Entscheidungsstichwort (Thema)
Ehebezogene Zuwendung
Leitsatz (amtlich)
Zur Darlegungs- und Beweislast für Umstände, die den Umfang der Ausgleichspflicht bei Rückgewähr einer unbenannten Zuwendung bestimmen.
Normenkette
BGB §§ 242, 1356, 1372 ff.
Verfahrensgang
OLG Celle (Urteil vom 05.03.1999) |
LG Stade |
Tenor
Auf die Revision der Beklagten wird das Urteil des 4. Zivilsenats des Oberlandesgerichts Celle vom 5. März 1999 im Kostenpunkt und insoweit aufgehoben, als der Beklagten neben ihrer Freistellung von sämtlichen Zahlungsverpflichtungen gegenüber dem R. Kreditinstitut S. aus dem Darlehen Nr. … vom 17. Mai 1991 kein höherer Ausgleich zugesprochen worden ist als 8.502,36 DM.
Im Umfang der Aufhebung wird der Rechtsstreit zu neuer Verhandlung und Entscheidung, auch über die Kosten der Revision, an das Berufungsgericht zurückverwiesen.
Von Rechts wegen
Tatbestand
Die Parteien streiten noch über die Höhe des Ausgleichsbetrags, den der Kläger an die Beklagte gegen Rückgewähr des der Beklagten zugewandten Miteigentums an einem Grundstück zu zahlen hat.
Die Parteien waren von 1990 bis 1996 miteinander verheiratet; sie lebten seit Januar 1994 getrennt. Mit Verträgen vom 17. Mai und 24. Oktober 1991 übertrug der Kläger der Beklagten das hälftige Miteigentum an seinem aus den Flurstücken 1/3, 1/4, 1/5 und 240/1 bestehenden Grundbesitz A. Nr. …, auf dem er das Glasmuseum M. und das T. -Museum betreibt; beide Museen sollten neben ihrem kulturellen Zweck der Existenz- und Alterssicherung des Klägers dienen. Zusätzlich erwarben die Parteien mit Vertrag vom 6. August 1991 das Flurstück 1/6 zum Kaufpreis von 17.500 DM, der nach den Feststellungen des Oberlandesgerichts allein vom Kläger aufgebracht wurde.

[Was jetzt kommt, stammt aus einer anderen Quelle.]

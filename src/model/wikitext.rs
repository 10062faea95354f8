//! WikiText to plaintext converter
//!
//! Produces the readable prose of a revision. Content features (character
//! and word counts) are measured on this text rather than on raw markup.

use regex::Regex;
use std::sync::OnceLock;

static RE_NOWIKI: OnceLock<Regex> = OnceLock::new();
static RE_NAMESPACED_LINK: OnceLock<Regex> = OnceLock::new();
static RE_EXTERNAL_LINK: OnceLock<Regex> = OnceLock::new();
static RE_EXTERNAL_BARE: OnceLock<Regex> = OnceLock::new();
static RE_HEADING: OnceLock<Regex> = OnceLock::new();
static RE_LIST: OnceLock<Regex> = OnceLock::new();
static RE_MAGIC_WORDS: OnceLock<Regex> = OnceLock::new();
static RE_HTML_TAG: OnceLock<Regex> = OnceLock::new();

fn regex(cell: &'static OnceLock<Regex>, pattern: &str) -> &'static Regex {
    cell.get_or_init(|| Regex::new(pattern).expect("static pattern compiles"))
}

/// Link prefixes that never render as prose
const HIDDEN_LINK_PREFIXES: &[&str] = &[
    "file:",
    "image:",
    "category:",
    "media:",
    "arquivo:",
    "imagem:",
    "categoria:",
    "datei:",
    "kategorie:",
    "fichier:",
    "catégorie:",
    "archivo:",
    "categoría:",
];

/// WikiText parser that converts MediaWiki markup to plain text
///
/// References, tables and templates never count as prose and are dropped.
#[derive(Debug, Clone, Copy, Default)]
pub struct WikiTextParser;

impl WikiTextParser {
    pub fn new() -> Self {
        Self
    }

    /// Parse WikiText and return clean plaintext
    pub fn parse(&self, wikitext: &str) -> String {
        let mut text = regex(&RE_NOWIKI, r"(?s)<(?:nowiki|pre)>(.*?)</(?:nowiki|pre)>")
            .replace_all(wikitext, "$1")
            .into_owned();

        text = remove_comments(&text);

        text = remove_references(&text);
        text = remove_nested(&text, ('{', '|'), ('|', '}'));
        text = remove_nested(&text, ('{', '{'), ('}', '}'));

        text = regex(&RE_NAMESPACED_LINK, r"\[\[[^\[\]|]*:[^\[\]]*\]\]")
            .replace_all(&text, |caps: &regex::Captures| {
                let link = &caps[0][2..caps[0].len() - 2];
                if is_hidden_link(link) {
                    String::new()
                } else {
                    caps[0].to_string()
                }
            })
            .into_owned();

        text = process_internal_links(&text);
        text = process_external_links(&text);
        text = process_formatting(&text);
        text = regex(&RE_MAGIC_WORDS, r"__[A-Z]+__")
            .replace_all(&text, "")
            .into_owned();
        text = regex(&RE_HTML_TAG, r"</?[a-zA-Z][^>]*>")
            .replace_all(&text, "")
            .into_owned();

        clean_whitespace(&text)
    }
}

pub(crate) fn is_hidden_link(link: &str) -> bool {
    let lower = link.trim_start_matches(':').to_lowercase();
    if HIDDEN_LINK_PREFIXES.iter().any(|p| lower.starts_with(p)) {
        return true;
    }

    // Interwiki links (2-3 letter language code followed by colon)
    match lower.find(':') {
        Some(pos) => {
            let prefix = &lower[..pos];
            (2..=3).contains(&prefix.len()) && prefix.chars().all(|c| c.is_ascii_lowercase())
        }
        None => false,
    }
}

/// Remove HTML/XML comments
fn remove_comments(text: &str) -> String {
    let mut result = String::with_capacity(text.len());
    let mut rest = text;

    while let Some(start) = rest.find("<!--") {
        result.push_str(&rest[..start]);
        match rest[start + 4..].find("-->") {
            Some(end) => rest = &rest[start + 4 + end + 3..],
            None => return result,
        }
    }

    result.push_str(rest);
    result
}

/// Remove `<ref>...</ref>` and `<ref .../>` tags
fn remove_references(text: &str) -> String {
    let mut result = String::with_capacity(text.len());
    let lower = text.to_ascii_lowercase();
    let mut pos = 0;

    while let Some(offset) = lower[pos..].find("<ref") {
        let start = pos + offset;
        result.push_str(&text[pos..start]);

        let Some(tag_end) = lower[start..].find('>').map(|i| start + i) else {
            // Malformed tag, keep the rest
            result.push_str(&text[start..]);
            return result;
        };

        if lower[..tag_end].ends_with('/') {
            pos = tag_end + 1;
            continue;
        }

        pos = match lower[tag_end..].find("</ref") {
            Some(close) => {
                let close = tag_end + close;
                lower[close..]
                    .find('>')
                    .map(|i| close + i + 1)
                    .unwrap_or(text.len())
            }
            None => tag_end + 1,
        };
    }

    result.push_str(&text[pos..]);
    result
}

/// Remove balanced two-character delimited blocks such as `{{ }}` or `{| |}`
fn remove_nested(text: &str, open: (char, char), close: (char, char)) -> String {
    let mut result = String::with_capacity(text.len());
    let mut depth = 0usize;
    let mut chars = text.chars().peekable();

    while let Some(c) = chars.next() {
        if c == open.0 && chars.peek() == Some(&open.1) {
            depth += 1;
            chars.next();
        } else if depth > 0 && c == close.0 && chars.peek() == Some(&close.1) {
            depth -= 1;
            chars.next();
        } else if depth == 0 {
            result.push(c);
        }
    }

    result
}

/// `[[target]]` -> target, `[[target|label]]` -> label
fn process_internal_links(text: &str) -> String {
    let mut result = String::with_capacity(text.len());
    let mut rest = text;

    while let Some(start) = rest.find("[[") {
        result.push_str(&rest[..start]);
        let after = &rest[start + 2..];
        match after.find("]]") {
            Some(end) => {
                let link = &after[..end];
                let display = link.rsplit('|').next().unwrap_or(link);
                result.push_str(display);
                rest = &after[end + 2..];
            }
            None => {
                result.push_str(after);
                rest = "";
            }
        }
    }

    result.push_str(rest);
    result
}

/// `[url text]` -> text, `[url]` -> url
fn process_external_links(text: &str) -> String {
    let labelled = regex(&RE_EXTERNAL_LINK, r"\[(?:https?:)?//[^\s\]]+\s+([^\]]+)\]");
    let result = labelled.replace_all(text, "$1");
    regex(&RE_EXTERNAL_BARE, r"\[((?:https?:)?//[^\s\]]+)\]")
        .replace_all(&result, "$1")
        .into_owned()
}

fn process_formatting(text: &str) -> String {
    let result = text.replace("'''", "").replace("''", "").replace("----", "");
    let result = regex(&RE_HEADING, r"(?m)^=+\s*(.*?)\s*=+\s*$").replace_all(&result, "$1");
    regex(&RE_LIST, r"(?m)^[*#:;]+\s*")
        .replace_all(&result, "")
        .into_owned()
}

/// Collapse runs of whitespace, keeping single line breaks
fn clean_whitespace(text: &str) -> String {
    let mut result = String::with_capacity(text.len());
    let mut prev_newline = false;
    let mut prev_space = false;

    for c in text.chars() {
        if c == '\n' {
            if !prev_newline {
                if prev_space {
                    result.pop();
                }
                result.push('\n');
                prev_newline = true;
            }
            prev_space = false;
        } else if c.is_whitespace() {
            if !prev_space && !prev_newline {
                result.push(' ');
                prev_space = true;
            }
        } else {
            result.push(c);
            prev_newline = false;
            prev_space = false;
        }
    }

    result.trim().to_string()
}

Ebenfalls am 17. Mai 1991 nahmen die Parteien bei dem R. Kreditinstitut S. ein Darlehen über 100.000 DM auf, das in Höhe von 52.909,07 DM zur Bezahlung vom Kläger zuvor erworbener Grundstücksteile und im übrigen zur Tilgung anderer Schulden der Parteien diente. Die Zins- und Tilgungsleistungen auf dieses Darlehen erbrachte jedenfalls in der Zeit vom 30. Januar 1992 bis einschließlich Juli 1993 die Beklagte.
Das Oberlandesgericht hat die von der Beklagten betriebene Teilungsversteigerung des aus den genannten Flurstücken bestehenden Grundstücks für unzulässig erklärt und die Beklagte verurteilt, ihren hälftigen Miteigentumsanteil an dem Grundstück auf den Kläger zu übertragen – und zwar Zug um Zug gegen Freistellung der Beklagten von sämtlichen Zahlungsverpflichtungen gegenüber dem Kreditinstitut sowie gegen Zahlung von 8.502,36 DM an die Beklagte.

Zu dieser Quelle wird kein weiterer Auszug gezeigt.